Marie continued to peruse the police report looking for a comment on the autopsy. They were staying in a cabin near a town called Glidden in Ashland County, which is small and rural. The coroner was not a physician. After rescue workers declared Dr. Phillips dead, and Dr. Lewis suggested that he had a massive heart attack, the coroner did not complete a full autopsy but rather ruled the cause of death as a heart attack.
"Hmmm, that is a little too convenient for me,” Jill mused. “Too bad we don't have autopsy results. Where is this Dr. Lewis now, is he still working at Our Lady? What type of physician is Dr. Lewis? Can you find out where Dr. Phillips is buried? We may want to exhume his body to do a full autopsy.”
"You can do an
autopsy on a body that has been decaying for nine months?” Marie asked. “Can I just say how creepy that sounds; to have to touch something that has been dead for a while?"
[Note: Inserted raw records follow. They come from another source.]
use futures::future::BoxFuture;

use crate::error::Result;
use crate::types::{MemoryCategory, ToolContext};

/// Tool — a named async capability invoked by plan nodes.
pub trait Tool: Send + Sync + 'static {
    /// Tool name (used by nodes to reference this tool).
    fn name(&self) -> &str;

    /// Execute the tool with resolved input and run context.
    ///
    /// An `Err`'s display string is captured verbatim as the node's error.
    fn execute(
        &self,
        input: serde_json::Value,
        ctx: ToolContext,
    ) -> BoxFuture<'_, Result<serde_json::Value>>;
}

/// Memory — key/value store plus categorized event log, injected into
/// every tool call and written to by the executor after successful nodes.
pub trait Memory: Send + Sync + 'static {
    /// Look up a value by key.
    fn get(&self, key: &str) -> BoxFuture<'_, Result<Option<serde_json::Value>>>;

    /// Store a value under a key, replacing any prior value.
    fn set(&self, key: &str, value: serde_json::Value) -> BoxFuture<'_, Result<()>>;

    /// Append a categorized entry to the long-term log.
    fn remember(
        &self,
        category: MemoryCategory,
        key: &str,
        value: serde_json::Value,
    ) -> BoxFuture<'_, Result<()>>;
}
“Actually I have had older corpses than that. Not everyone is found immediately after they have died or have been murdered. Sadly, I have had several corpses that were in the open air for two to three years. All I have to work with is often bones and clothing. We don’t know if Dr. Phillips was cremated or buried. If he was cremated, then there is not much I can do. If he has been buried in a moisture locked coffin, then I can do a fair amount of diagnostic tests. The embalming fluid interferes with some analysis, but there is still a lot of information that I can retrieve from Dr. Phillips’s body.”
“Dr. Phillips’s obituary says he was survived by his parents, a wife, three children, two brothers and a sister. There doesn’t sound like there is a history of heart disease. It says he was laid to rest at Resurrection Cemetery so it sounds like you have a body to exhume if you get to needing that.”
"Let's go back to Dr. Lewis,” directed Jill. “Who is he and what kind of physician is he?”
Marie finished a quick search on Dr. Lewis and announced, “He is a general surgeon. He has been in town a long time as I think I remember him operating on one of my aunts. 'A nice guy with good bedside manner' according to many online reviews of the doctor. He has been at Our Lady for over twenty years. He is on marriage number two with grown children from his first marriage and a second family with his second wife.”
“Did any of the teenagers we investigated this morning have a last name of Lewis? I don’t recall that name,” Jill remarked.
“No, Lewis was not one of the last names of the kids we investigated this morning.”
“I'm going to call Ann, and see if she remembers hearing anything about Dr. Lewis? Any good or bad comments at the hospital or among her friends?" said Angela.
A minute later, she had Ann on her cell phone. She put the phone on speakerphone so the others could listen or ask questions.